- Goal of the exercise
Report back each line of the data that contains the word "unusable".
━━━ Information provided
//! Core playback properties: errors, play state, volume, time and live
//! stream heuristics.

use super::{round3, Teardown};
use crate::owners::StateOwners;
use crate::platform::storage::{PREF_MUTED, PREF_VOLUME};
use crate::platform::{Listener, MediaEvent};
use crate::propagator::serialize_attribute;
use crate::state::{StateValue, StreamType, VolumeLevel};

fn is_playing_event(event: Option<&MediaEvent>) -> bool {
    event.is_some_and(|e| e.kind == "playing")
}

pub(super) fn error(owners: &StateOwners, event: Option<&MediaEvent>) -> StateValue {
    if is_playing_event(event) {
        return StateValue::Unset;
    }
    owners
        .media
        .as_ref()
        .and_then(|m| m.error())
        .map(StateValue::Error)
        .unwrap_or_default()
}

pub(super) fn error_code(owners: &StateOwners, event: Option<&MediaEvent>) -> StateValue {
    if is_playing_event(event) {
        return StateValue::Unset;
    }
    owners
        .media
        .as_ref()
        .and_then(|m| m.error())
        .map(|e| StateValue::Number(e.code as f64))
        .unwrap_or_default()
}

pub(super) fn error_message(owners: &StateOwners, event: Option<&MediaEvent>) -> StateValue {
    if is_playing_event(event) {
        return StateValue::Unset;
    }
    let message = owners
        .media
        .as_ref()
        .and_then(|m| m.error())
        .map(|e| e.message)
        .unwrap_or_default();
    StateValue::Text(message)
}

pub(super) fn width(owners: &StateOwners, _: Option<&MediaEvent>) -> StateValue {
    let width = owners.media.as_ref().and_then(|m| m.video_width());
    StateValue::Number(width.unwrap_or(0.0))
}

pub(super) fn height(owners: &StateOwners, _: Option<&MediaEvent>) -> StateValue {
    let height = owners.media.as_ref().and_then(|m| m.video_height());
    StateValue::Number(height.unwrap_or(0.0))
}

pub(super) fn paused(owners: &StateOwners, _: Option<&MediaEvent>) -> StateValue {
    StateValue::Bool(owners.media.as_ref().map_or(true, |m| m.paused()))
}

pub(super) fn set_paused(value: &StateValue, owners: &StateOwners) {
    let Some(media) = &owners.media else {
        return;
    };
    if value.is_truthy() {
        media.pause();
    } else if let Err(err) = media.play() {
        log::debug!("play() rejected: {err}");
    }
}

/// True once a real `playing` event has been seen. Without an event (the
/// bootstrap evaluation) a media that is not paused counts as played.
pub(super) fn has_played(owners: &StateOwners, event: Option<&MediaEvent>) -> StateValue {
    let Some(media) = &owners.media else {
        return StateValue::Bool(false);
    };
    match event {
        None => StateValue::Bool(!media.paused()),
        Some(e) => StateValue::Bool(e.kind == "playing"),
    }
}

pub(super) fn ended(owners: &StateOwners, _: Option<&MediaEvent>) -> StateValue {
    StateValue::Bool(owners.media.as_ref().is_some_and(|m| m.ended()))
}

pub(super) fn playback_rate(owners: &StateOwners, _: Option<&MediaEvent>) -> StateValue {
    StateValue::Number(owners.media.as_ref().map_or(1.0, |m| m.playback_rate()))
}

pub(super) fn set_playback_rate(value: &StateValue, owners: &StateOwners) {
    let Some(media) = &owners.media else {
        return;
    };
    match value.as_number() {
        Some(rate) if rate.is_finite() => media.set_playback_rate(rate),
        _ => {}
    }
}

pub(super) fn muted(owners: &StateOwners, _: Option<&MediaEvent>) -> StateValue {
    StateValue::Bool(owners.media.as_ref().is_some_and(|m| m.muted()))
}

pub(super) fn set_muted(value: &StateValue, owners: &StateOwners) {
    let Some(media) = &owners.media else {
        return;
    };
    let muted = value.is_truthy();
    if !owners.options.no_muted_pref {
        let pref = if muted { "true" } else { "false" };
        if let Err(err) = owners.platform.storage().set_item(PREF_MUTED, pref) {
            log::debug!("error setting muted pref: {err}");
        }
    }
    media.set_muted(muted);
}

/// Apply a stored muted preference to an unmuted media.
pub(super) fn restore_muted_pref(push: &Listener, owners: &StateOwners) -> Option<Teardown> {
    let media = owners.media.as_ref()?;
    if media.muted() || owners.options.no_muted_pref {
        return None;
    }
    match owners.platform.storage().get_item(PREF_MUTED) {
        Ok(pref) => {
            let muted = pref.as_deref() == Some("true");
            set_muted(&StateValue::Bool(muted), owners);
            push(&MediaEvent::new("volumechange"));
        }
        Err(err) => log::debug!("error getting muted pref: {err}"),
    }
    None
}

pub(super) fn volume(owners: &StateOwners, _: Option<&MediaEvent>) -> StateValue {
    let volume = owners.media.as_ref().and_then(|m| m.volume());
    StateValue::Number(volume.unwrap_or(1.0))
}

pub(super) fn set_volume(value: &StateValue, owners: &StateOwners) {
    let Some(media) = &owners.media else {
        return;
    };
    if !owners.options.no_volume_pref {
        let storage = owners.platform.storage();
        let written = match serialize_attribute(value) {
            Some(text) => storage.set_item(PREF_VOLUME, &text),
            None => storage.remove_item(PREF_VOLUME),
        };
        if let Err(err) = written {
            log::debug!("error setting volume pref: {err}");
        }
    }
    let volume = match value {
        StateValue::Number(n) => Some(*n),
        StateValue::Text(s) => s.trim().parse::<f64>().ok(),
        _ => None,
    };
    match volume {
        Some(v) if v.is_finite() => media.set_volume(v),
        _ => {}
    }
}

/// Apply a stored volume preference.
pub(super) fn restore_volume_pref(push: &Listener, owners: &StateOwners) -> Option<Teardown> {
    if owners.options.no_volume_pref {
        return None;
    }
    owners.media.as_ref()?;
    match owners.platform.storage().get_item(PREF_VOLUME) {
        Ok(Some(pref)) => {
            let volume = pref.trim().parse::<f64>().unwrap_or(f64::NAN);
            set_volume(&StateValue::Number(volume), owners);
            push(&MediaEvent::new("volumechange"));
        }
        Ok(None) => {}
        Err(err) => log::debug!("error getting volume pref: {err}"),
    }
    None
}

pub(super) fn volume_level(owners: &StateOwners, _: Option<&MediaEvent>) -> StateValue {
    let Some(media) = &owners.media else {
        return VolumeLevel::High.into();
    };
    match media.volume() {
        Some(volume) => VolumeLevel::classify(volume, media.muted()).into(),
        None => VolumeLevel::High.into(),
    }
}

pub(super) fn current_time(owners: &StateOwners, _: Option<&MediaEvent>) -> StateValue {
    StateValue::Number(owners.media.as_ref().map_or(0.0, |m| m.current_time()))
}

pub(super) fn set_current_time(value: &StateValue, owners: &StateOwners) {
    let Some(media) = &owners.media else {
        return;
    };
    match value.as_number() {
        Some(time) if time.is_finite() => media.set_current_time(time),
        _ => {}
    }
}

pub(super) fn duration(owners: &StateOwners, _: Option<&MediaEvent>) -> StateValue {
    let native = owners.media.as_ref().map(|m| m.duration());
    if let Some(default) = owners.options.default_duration.filter(|d| *d != 0.0 && !d.is_nan()) {
        let unusable = match native {
            None => true,
            Some(d) => d == 0.0 || !d.is_finite(),
        };
        if unusable {
            return StateValue::Number(default);
        }
    }
    StateValue::Number(native.filter(|d| d.is_finite()).unwrap_or(f64::NAN))
}

pub(super) fn loading(owners: &StateOwners, _: Option<&MediaEvent>) -> StateValue {
    StateValue::Bool(owners.media.as_ref().is_some_and(|m| m.ready_state() < 3))
}

pub(super) fn seekable(owners: &StateOwners, _: Option<&MediaEvent>) -> StateValue {
    let Some(ranges) = owners.media.as_ref().and_then(|m| m.seekable()) else {
        return StateValue::Unset;
    };
    let (Some(first), Some(last)) = (ranges.first(), ranges.last()) else {
        return StateValue::Unset;
    };
    let (start, end) = (first.0, last.1);
    if start == 0.0 && end == 0.0 {
        return StateValue::Unset;
    }
    StateValue::Range(round3(start), round3(end))
}

pub(super) fn buffered(owners: &StateOwners, _: Option<&MediaEvent>) -> StateValue {
    let ranges = owners
        .media
        .as_ref()
        .map(|m| m.buffered())
        .unwrap_or_default();
    StateValue::Ranges(
        ranges
            .into_iter()
            .map(|(start, end)| (round3(start), round3(end)))
            .collect(),
    )
}

/// Stream type reported by the media, inferred from the duration, or the
/// configured default.
pub(crate) fn resolve_stream_type(owners: &StateOwners) -> Option<StreamType> {
    let fallback = owners.options.default_stream_type();
    let Some(media) = &owners.media else {
        return fallback;
    };
    if let Some(declared) = media.stream_type().as_deref().and_then(StreamType::parse) {
        return match declared {
            StreamType::Unknown => fallback,
            known => Some(known),
        };
    }
    let duration = media.duration();
    if duration == f64::INFINITY {
        Some(StreamType::Live)
    } else if duration.is_finite() {
        Some(StreamType::OnDemand)
    } else {
        fallback
    }
}

pub(super) fn stream_type(owners: &StateOwners, _: Option<&MediaEvent>) -> StateValue {
    resolve_stream_type(owners)
        .map(StateValue::from)
        .unwrap_or_default()
}

pub(super) fn target_live_window(owners: &StateOwners, _: Option<&MediaEvent>) -> StateValue {
    let Some(media) = &owners.media else {
        return StateValue::Number(f64::NAN);
    };
    let window = media.target_live_window();
    let undefined = window.map_or(true, f64::is_nan);
    if undefined && resolve_stream_type(owners) == Some(StreamType::Live) {
        return StateValue::Number(0.0);
    }
    window.map(StateValue::Number).unwrap_or_default()
}

pub(super) fn time_is_live(owners: &StateOwners, _: Option<&MediaEvent>) -> StateValue {
    let Some(media) = &owners.media else {
        return StateValue::Bool(false);
    };
    if let Some(edge) = media.live_edge_start() {
        return StateValue::Bool(!edge.is_nan() && media.current_time() >= edge);
    }
    if resolve_stream_type(owners) != Some(StreamType::Live) {
        return StateValue::Bool(false);
    }
    let Some(seekable) = media.seekable() else {
        return StateValue::Bool(true);
    };
    let Some(&(_, end)) = seekable.last() else {
        return StateValue::Bool(false);
    };
    let live_edge_start = end - owners.options.live_edge_offset();
    StateValue::Bool(media.current_time() >= live_edge_start)
}

/// Number formatting matching attribute and storage output: integers have
/// no fractional part.
pub(crate) fn format_number(n: f64) -> String {
    if n.is_nan() {
        "NaN".to_string()
    } else if n.is_infinite() {
        if n > 0.0 { "Infinity" } else { "-Infinity" }.to_string()
    } else if n == 0.0 {
        "0".to_string()
    } else {
        // Display never prints a fractional part for whole numbers.
        format!("{n}")
    }
}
━━━━━━
- Answer space
        let unusable = match native {
        if unusable {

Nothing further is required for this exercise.